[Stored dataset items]
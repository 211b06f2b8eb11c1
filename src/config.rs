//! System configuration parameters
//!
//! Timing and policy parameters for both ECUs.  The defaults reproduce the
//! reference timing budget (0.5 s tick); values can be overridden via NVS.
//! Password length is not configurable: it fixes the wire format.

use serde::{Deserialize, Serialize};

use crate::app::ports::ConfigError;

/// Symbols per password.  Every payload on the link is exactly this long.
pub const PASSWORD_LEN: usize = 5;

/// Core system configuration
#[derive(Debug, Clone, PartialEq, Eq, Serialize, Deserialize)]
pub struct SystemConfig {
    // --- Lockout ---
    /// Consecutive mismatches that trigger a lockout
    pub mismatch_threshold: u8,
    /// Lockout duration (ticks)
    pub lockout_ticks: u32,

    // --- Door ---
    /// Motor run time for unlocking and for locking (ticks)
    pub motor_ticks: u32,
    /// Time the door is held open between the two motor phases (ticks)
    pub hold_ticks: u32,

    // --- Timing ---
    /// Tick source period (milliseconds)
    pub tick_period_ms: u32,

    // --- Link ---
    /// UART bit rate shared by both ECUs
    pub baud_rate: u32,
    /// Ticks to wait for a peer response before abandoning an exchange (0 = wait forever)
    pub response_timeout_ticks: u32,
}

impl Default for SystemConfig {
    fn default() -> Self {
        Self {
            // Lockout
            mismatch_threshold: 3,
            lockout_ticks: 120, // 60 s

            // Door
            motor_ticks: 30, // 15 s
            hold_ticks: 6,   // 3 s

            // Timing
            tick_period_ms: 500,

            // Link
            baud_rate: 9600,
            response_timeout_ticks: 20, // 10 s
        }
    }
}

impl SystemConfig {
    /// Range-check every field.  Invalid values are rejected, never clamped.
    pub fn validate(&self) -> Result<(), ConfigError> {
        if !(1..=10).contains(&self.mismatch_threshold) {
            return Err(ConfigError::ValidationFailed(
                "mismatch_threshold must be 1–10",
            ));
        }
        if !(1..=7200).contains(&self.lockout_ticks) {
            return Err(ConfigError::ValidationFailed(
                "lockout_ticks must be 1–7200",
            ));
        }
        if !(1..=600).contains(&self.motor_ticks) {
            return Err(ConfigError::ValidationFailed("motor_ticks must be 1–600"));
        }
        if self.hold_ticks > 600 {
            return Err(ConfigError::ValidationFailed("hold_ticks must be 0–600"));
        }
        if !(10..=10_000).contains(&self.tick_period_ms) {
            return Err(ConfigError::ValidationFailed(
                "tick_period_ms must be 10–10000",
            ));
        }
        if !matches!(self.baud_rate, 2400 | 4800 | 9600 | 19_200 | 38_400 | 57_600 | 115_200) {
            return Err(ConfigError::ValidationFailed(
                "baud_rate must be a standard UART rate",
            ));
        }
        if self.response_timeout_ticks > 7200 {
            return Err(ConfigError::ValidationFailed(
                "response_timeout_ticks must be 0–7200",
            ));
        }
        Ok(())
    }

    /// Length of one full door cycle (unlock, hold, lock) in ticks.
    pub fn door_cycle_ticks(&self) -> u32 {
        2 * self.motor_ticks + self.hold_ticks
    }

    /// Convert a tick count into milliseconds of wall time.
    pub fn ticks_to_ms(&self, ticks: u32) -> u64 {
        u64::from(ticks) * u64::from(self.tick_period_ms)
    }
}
* * *
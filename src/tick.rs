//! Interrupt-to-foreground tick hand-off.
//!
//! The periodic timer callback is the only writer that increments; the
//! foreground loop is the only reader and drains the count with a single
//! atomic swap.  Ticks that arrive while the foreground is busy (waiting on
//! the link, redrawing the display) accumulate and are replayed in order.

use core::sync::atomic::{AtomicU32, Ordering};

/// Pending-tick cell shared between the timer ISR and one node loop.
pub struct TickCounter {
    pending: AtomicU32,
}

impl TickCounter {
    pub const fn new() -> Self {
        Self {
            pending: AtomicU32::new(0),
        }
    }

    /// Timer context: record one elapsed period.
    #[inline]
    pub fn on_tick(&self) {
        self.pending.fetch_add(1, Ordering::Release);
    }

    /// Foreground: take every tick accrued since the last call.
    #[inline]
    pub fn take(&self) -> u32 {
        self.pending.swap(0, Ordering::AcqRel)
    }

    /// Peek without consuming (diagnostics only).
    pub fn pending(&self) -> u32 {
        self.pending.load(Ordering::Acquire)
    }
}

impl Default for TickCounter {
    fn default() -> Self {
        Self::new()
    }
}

**WHAT YOU SHOULD DO**
The answer should be a single number: how many lines in the entries contain "Serialize".

**YOUR RESPONSE**
2